About two months ago, The Guardian published an article on AQA’s – the largest provider of academic qualifications in the UK and the largest exam board for sociology A-levels – decision to drop suicide from its syllabus. As a result, references to suicide in textbooks will be removed and sociology students will no longer be examined on the topic. It is important to note that this mainly concerns Emile Durkheim’s Suicide, published in 1897, which is considered a seminal sociological work and continues to be used by those working in the field of suicide studies.
Suicide is used in the sociology classroom to demonstrate the significance of sociological research and method to make sense of the world, revealing that suicide rates are indeed social facts. Durkheim’s work on suicide, however, is rooted in quantitative modes of thinking and represents a partial, indirect and non-relational understanding of suicide as a social phenomenon. Durkheim demonstrates the need for sociological thinking and method and does so by reducing (‘suicidal’) individuals to numbers. Consequently, individual experiences of suicides are lost in the statistical mass. As geographers Balayannis and Cook have argued, academic knowledge on suicide is based on an epistemological process of scaling ‘wherein the affective, emotional, and material aspects of self-destruction are rendered irrelevant, or at worst, made invisible’.

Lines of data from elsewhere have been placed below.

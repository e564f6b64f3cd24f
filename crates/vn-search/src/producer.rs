//! Path producers: who owns the search and when a new one starts.
//!
//! | Producer               | Search instances                                  |
//! |------------------------|---------------------------------------------------|
//! | [`ContinuousProducer`] | one `AStar` for the whole goal                    |
//! | [`ChainedProducer`]    | a fresh depth-capped `AStar` per leg              |
//!
//! Both advance by exactly one slice per [`PathProducer::advance`] call.

use std::sync::Arc;

use tracing::debug;

use vn_core::{SearchConfig, World};

use crate::{AStar, Goal, Move, Path, PathStatus, ProviderRegistry, SliceBudget};

pub trait PathProducer: Send {
    /// Run one search slice toward `goal`.
    fn advance(&mut self, goal: &dyn Goal, world: &dyn World) -> Path;

    /// Root of the search currently in progress.
    fn start(&self) -> &Move;

    /// Root the next search at `root`, where the previous path actually left
    /// the agent.  Single-search producers have no next search.
    fn continue_from(&mut self, _root: Move) {}
}

// ── ContinuousProducer ────────────────────────────────────────────────────────

pub struct ContinuousProducer {
    search:    AStar,
    providers: Arc<ProviderRegistry>,
    budget:    SliceBudget,
}

impl ContinuousProducer {
    pub fn new(start: Move, providers: Arc<ProviderRegistry>, config: &SearchConfig) -> Self {
        Self {
            search: AStar::new(start, config),
            providers,
            budget: SliceBudget::from_config(config),
        }
    }

    pub fn with_budget(mut self, budget: SliceBudget) -> Self {
        self.budget = budget;
        self
    }
}

impl PathProducer for ContinuousProducer {
    fn advance(&mut self, goal: &dyn Goal, world: &dyn World) -> Path {
        self.search.compute(goal, world, &self.providers, self.budget)
    }

    fn start(&self) -> &Move {
        self.search.start()
    }
}

// ── ChainedProducer ───────────────────────────────────────────────────────────

/// Solves long goals as a chain of sub-searches, each capped at
/// `partial_path_length` moves.
///
/// A capped leg is returned as `PartialSuccess`.  The next `advance` starts
/// a new search from that leg's last move, carrying velocity and remaining
/// blocks over, unless [`PathProducer::continue_from`] re-rooted it at a
/// different block.
pub struct ChainedProducer {
    search:    AStar,
    providers: Arc<ProviderRegistry>,
    budget:    SliceBudget,
    config:    SearchConfig,
    depth_cap: u32,
    /// Root of the next leg, set when the current one ends short.
    next_leg:  Option<Move>,
    legs:      usize,
}

impl ChainedProducer {
    pub fn new(start: Move, providers: Arc<ProviderRegistry>, config: &SearchConfig) -> Self {
        let depth_cap = u32::try_from(config.partial_path_length).unwrap_or(u32::MAX);
        Self {
            search: AStar::new(start, config).with_depth_cap(depth_cap),
            providers,
            budget: SliceBudget::from_config(config),
            config: config.clone(),
            depth_cap,
            next_leg: None,
            legs: 1,
        }
    }

    pub fn with_budget(mut self, budget: SliceBudget) -> Self {
        self.budget = budget;
        self
    }

    /// Sub-searches started so far, including the current one.
    pub fn legs(&self) -> usize {
        self.legs
    }
}

impl PathProducer for ChainedProducer {
    fn advance(&mut self, goal: &dyn Goal, world: &dyn World) -> Path {
        if let Some(root) = self.next_leg.take() {
            debug!(leg = self.legs + 1, start = %root.pos(), "starting next search leg");
            self.search = AStar::new(root, &self.config).with_depth_cap(self.depth_cap);
            self.legs += 1;
        }
        let path = self.search.compute(goal, world, &self.providers, self.budget);
        if path.status == PathStatus::PartialSuccess {
            self.next_leg = path.last().map(Move::rebase);
        }
        path
    }

    fn start(&self) -> &Move {
        self.search.start()
    }

    fn continue_from(&mut self, root: Move) {
        let planned = self.next_leg.as_ref().is_some_and(|leg| {
            leg.pos() == root.pos() && leg.remaining_blocks() == root.remaining_blocks()
        });
        if !planned {
            debug!(start = %root.pos(), "leg ended off plan, re-rooting");
            self.next_leg = Some(root);
        }
    }
}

Cover of the French edition of The Rules of the Sociological Method by Emile Durkheim (Public Domain)
It is within this context that I question the justification given by AQA qualifications manager, Rupert Sheard, who stated that the organisation had ‘a duty of care to all those students taking our course to make sure the content isn’t going to cause them undue distress’. The Guardian article does not mention any case of students who have voiced their concern about the course, nor who have felt ‘distressed’ about it. On the contrary, it cites two A-levels students who seem to disagree with the decision: ‘I don’t think it’s worth stopping teaching something because of that,’ and ‘when you’re hiding stuff from [students] in school, it’s just going to make things difficult for them’. The only distressed individual in this news story seems to be a teacher, Maria, who admits feeling uncomfortable at the thought of teaching suicide to a class in which one of the students had previously attempted suicide: ‘I felt really nervous. I was half hoping this student might be absent, so I could teach the topic without her there’. I was stunned when reading this passage as it raised a few questions for me: do sociology teachers really assume that what they teach is only conceptual? Had Maria not been aware of the fact that one of her students had attempted suicide, would she have felt less nervous about teaching suicide to her class?

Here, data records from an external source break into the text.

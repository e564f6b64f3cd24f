//! Pathfinder configuration.
//!
//! Every section has a `Default` and every field is `#[serde(default)]`, so a
//! TOML file only needs to name what it changes:
//!
//! ```toml
//! [search]
//! slice_node_budget = 200
//! strategy = "chained"
//!
//! [costs]
//! break_cost = 4.0
//!
//! [execution]
//! max_recovery_retries = 5
//! ```
//!
//! Use [`PathConfig::from_toml_file`] for files, [`PathConfig::load`] for an
//! optional path, and [`PathConfig::from_toml_str`] for embedded strings.
//! All of them run [`PathConfig::validate`].

use std::path::Path;
use std::time::Duration;

use serde::{Deserialize, Serialize};

use crate::{VnError, VnResult};

// ── PathConfig ────────────────────────────────────────────────────────────────

/// Top-level configuration.
#[derive(Clone, Debug, Default, PartialEq, Serialize, Deserialize)]
#[serde(default)]
pub struct PathConfig {
    pub search:    SearchConfig,
    pub costs:     CostConfig,
    pub movement:  MovementConfig,
    pub execution: ExecutionConfig,
}

impl PathConfig {
    /// Load and validate a TOML file.
    pub fn from_toml_file(path: impl AsRef<Path>) -> VnResult<Self> {
        let contents = std::fs::read_to_string(path)?;
        Self::from_toml_str(&contents)
    }

    /// Load `path` if given, otherwise the defaults.
    pub fn load(path: Option<impl AsRef<Path>>) -> VnResult<Self> {
        match path {
            Some(path) => Self::from_toml_file(path),
            None => Ok(Self::default()),
        }
    }

    /// Parse and validate a TOML string.
    pub fn from_toml_str(s: &str) -> VnResult<Self> {
        let config: PathConfig = toml::from_str(s)?;
        config.validate()?;
        Ok(config)
    }

    /// Reject settings that would make the search or execution loop stall.
    pub fn validate(&self) -> VnResult<()> {
        if self.search.slice_node_budget == 0 {
            return Err(VnError::Config("search.slice_node_budget must be > 0".into()));
        }
        if self.search.max_iterations == 0 {
            return Err(VnError::Config("search.max_iterations must be > 0".into()));
        }
        if self.search.partial_path_length == 0 {
            return Err(VnError::Config("search.partial_path_length must be > 0".into()));
        }
        let c = &self.costs;
        for (name, v) in [
            ("walk", c.walk),
            ("diagonal", c.diagonal),
            ("jump", c.jump),
            ("fall_per_block", c.fall_per_block),
            ("break_cost", c.break_cost),
            ("place_cost", c.place_cost),
            ("liquid_cost", c.liquid_cost),
        ] {
            if !(v >= 0.0) {
                return Err(VnError::Config(format!("costs.{name} must be non-negative, got {v}")));
            }
        }
        if c.max_move_cost < c.escalation_threshold {
            return Err(VnError::Config(
                "costs.max_move_cost must be >= costs.escalation_threshold".into(),
            ));
        }
        if self.execution.completion_tolerance <= 0.0 {
            return Err(VnError::Config("execution.completion_tolerance must be > 0".into()));
        }
        if self.execution.align_tick_ceiling == 0 || self.execution.perform_tick_ceiling == 0 {
            return Err(VnError::Config("execution tick ceilings must be > 0".into()));
        }
        Ok(())
    }
}

// ── SearchConfig ──────────────────────────────────────────────────────────────

/// Which `PathProducer` the driving loop instantiates.
#[derive(Copy, Clone, Debug, Default, PartialEq, Eq, Serialize, Deserialize)]
#[serde(rename_all = "snake_case")]
pub enum ProducerStrategy {
    /// One search for the whole distance.
    #[default]
    Continuous,
    /// A chain of sub-searches capped at `partial_path_length` moves.
    Chained,
}

#[derive(Clone, Debug, PartialEq, Serialize, Deserialize)]
#[serde(default)]
pub struct SearchConfig {
    /// Nodes popped per `advance()` before yielding back to the tick loop.
    pub slice_node_budget: usize,
    /// Wall-clock allowance per `advance()`, in milliseconds.
    pub slice_time_budget_ms: Option<u64>,
    /// Total nodes popped before the search gives up with `Timeout`.
    pub max_iterations: usize,
    /// Total wall-clock allowance before `Timeout`, in milliseconds.
    pub timeout_ms: Option<u64>,
    /// Move cap for each sub-search of the chained producer.
    pub partial_path_length: usize,
    pub strategy: ProducerStrategy,
}

impl Default for SearchConfig {
    fn default() -> Self {
        Self {
            slice_node_budget:    500,
            slice_time_budget_ms: Some(40),
            max_iterations:       200_000,
            timeout_ms:           None,
            partial_path_length:  64,
            strategy:             ProducerStrategy::Continuous,
        }
    }
}

impl SearchConfig {
    pub fn slice_time_budget(&self) -> Option<Duration> {
        self.slice_time_budget_ms.map(Duration::from_millis)
    }

    pub fn timeout(&self) -> Option<Duration> {
        self.timeout_ms.map(Duration::from_millis)
    }
}

// ── CostConfig ────────────────────────────────────────────────────────────────

/// Move cost model.  Units are "cardinal walking steps".
#[derive(Clone, Debug, PartialEq, Serialize, Deserialize)]
#[serde(default)]
pub struct CostConfig {
    pub walk:           f64,
    pub diagonal:       f64,
    /// Added on top of the horizontal cost for jumps.
    pub jump:           f64,
    /// Added per block dropped.
    pub fall_per_block: f64,
    pub break_cost:     f64,
    pub place_cost:     f64,
    /// Added when the destination is a liquid.
    pub liquid_cost:    f64,
    /// Costs above this are escalated by `escalation_factor`.
    pub escalation_threshold: f64,
    pub escalation_factor:    f64,
    /// Candidates costing more than this (after escalation) are dropped.
    pub max_move_cost:        f64,
}

impl Default for CostConfig {
    fn default() -> Self {
        Self {
            walk:                 1.0,
            diagonal:             std::f64::consts::SQRT_2,
            jump:                 1.0,
            fall_per_block:       1.0,
            break_cost:           2.0,
            place_cost:           2.0,
            liquid_cost:          1.0,
            escalation_threshold: 10.0,
            escalation_factor:    2.0,
            max_move_cost:        40.0,
        }
    }
}

impl CostConfig {
    /// Apply the escalation rule; `None` means the candidate must be dropped.
    pub fn escalate(&self, raw: f64) -> Option<f64> {
        let cost = if raw > self.escalation_threshold {
            self.escalation_threshold + (raw - self.escalation_threshold) * self.escalation_factor
        } else {
            raw
        };
        (cost <= self.max_move_cost).then_some(cost)
    }
}

// ── MovementConfig ────────────────────────────────────────────────────────────

/// Which motion primitives are enabled and their physical limits.
#[derive(Clone, Debug, PartialEq, Serialize, Deserialize)]
#[serde(default)]
pub struct MovementConfig {
    pub allow_break:     bool,
    pub allow_place:     bool,
    pub allow_diagonal:  bool,
    pub allow_parkour:   bool,
    pub allow_pillar:    bool,
    pub allow_dig_down:  bool,
    /// Deepest drop a `DropDown` move may take.
    pub max_drop:        i32,
    /// Widest gap (in air blocks) a parkour jump may clear.
    pub max_parkour_gap: i32,
    /// Interaction reach from the feet-level centre, in blocks.
    pub reach:           f64,
}

impl Default for MovementConfig {
    fn default() -> Self {
        Self {
            allow_break:     true,
            allow_place:     true,
            allow_diagonal:  true,
            allow_parkour:   true,
            allow_pillar:    true,
            allow_dig_down:  true,
            max_drop:        3,
            max_parkour_gap: 3,
            reach:           4.5,
        }
    }
}

// ── ExecutionConfig ───────────────────────────────────────────────────────────

#[derive(Clone, Debug, PartialEq, Serialize, Deserialize)]
#[serde(default)]
pub struct ExecutionConfig {
    /// Ticks an executor may spend aligning before `AlignmentFailure`.
    pub align_tick_ceiling:    u32,
    /// Base ticks a move may spend performing; interaction estimates are added.
    pub perform_tick_ceiling:  u32,
    /// Ticks to wait for a settled state while aborting.
    pub abort_timeout_ticks:   u32,
    /// Horizontal distance from the exit centre that counts as arrived.
    pub completion_tolerance:  f64,
    /// Executors release forward within this distance of their target.
    pub arrive_distance:       f64,
    /// Recoveries allowed per execution before the failure becomes fatal.
    pub max_recovery_retries:  u32,
    /// Nearest move entries farther than this force a full replan.
    pub recovery_max_distance: f64,
}

impl Default for ExecutionConfig {
    fn default() -> Self {
        Self {
            align_tick_ceiling:    20,
            perform_tick_ceiling:  60,
            abort_timeout_ticks:   40,
            completion_tolerance:  0.35,
            arrive_distance:       0.15,
            max_recovery_retries:  3,
            recovery_max_distance: 4.0,
        }
    }
}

This reminds me of Sara Ahmed’s powerful piece entitled Against Students (2015) in which she discusses contemporary representations of students as threats to education and free speech. It is striking that even though AQA’s justification centres around students’ welfare, we are learning more about the teachers’ emotions than we are learning about the students’ experiences. I was stricken to read that in this case, the teacher solved her issue (Ahmed would call this ‘strategy of dismissal’) by making sure that she taught suicide focusing only on methodology, and not giving any opportunity for personal discussion. Here, avoiding personal discussion appears to be perceived as positive. Ignoring suicide in a sociology syllabus and refusing to engage with suicide from the perspective of the individual is not only dangerous but also violent. It marginalises individuals’ experiences of suicide (whether personal or bereaved) by making it taboo and reinforcing the stigma of suicide. Thus, ignoring the topic of suicide in A-levels robs the students from an opportunity to discuss their cultural encounters with suicide, but also, perhaps, their personal experiences with suicide as well as the ways in which sociology engages with the topic and can provide tools to make sense of it.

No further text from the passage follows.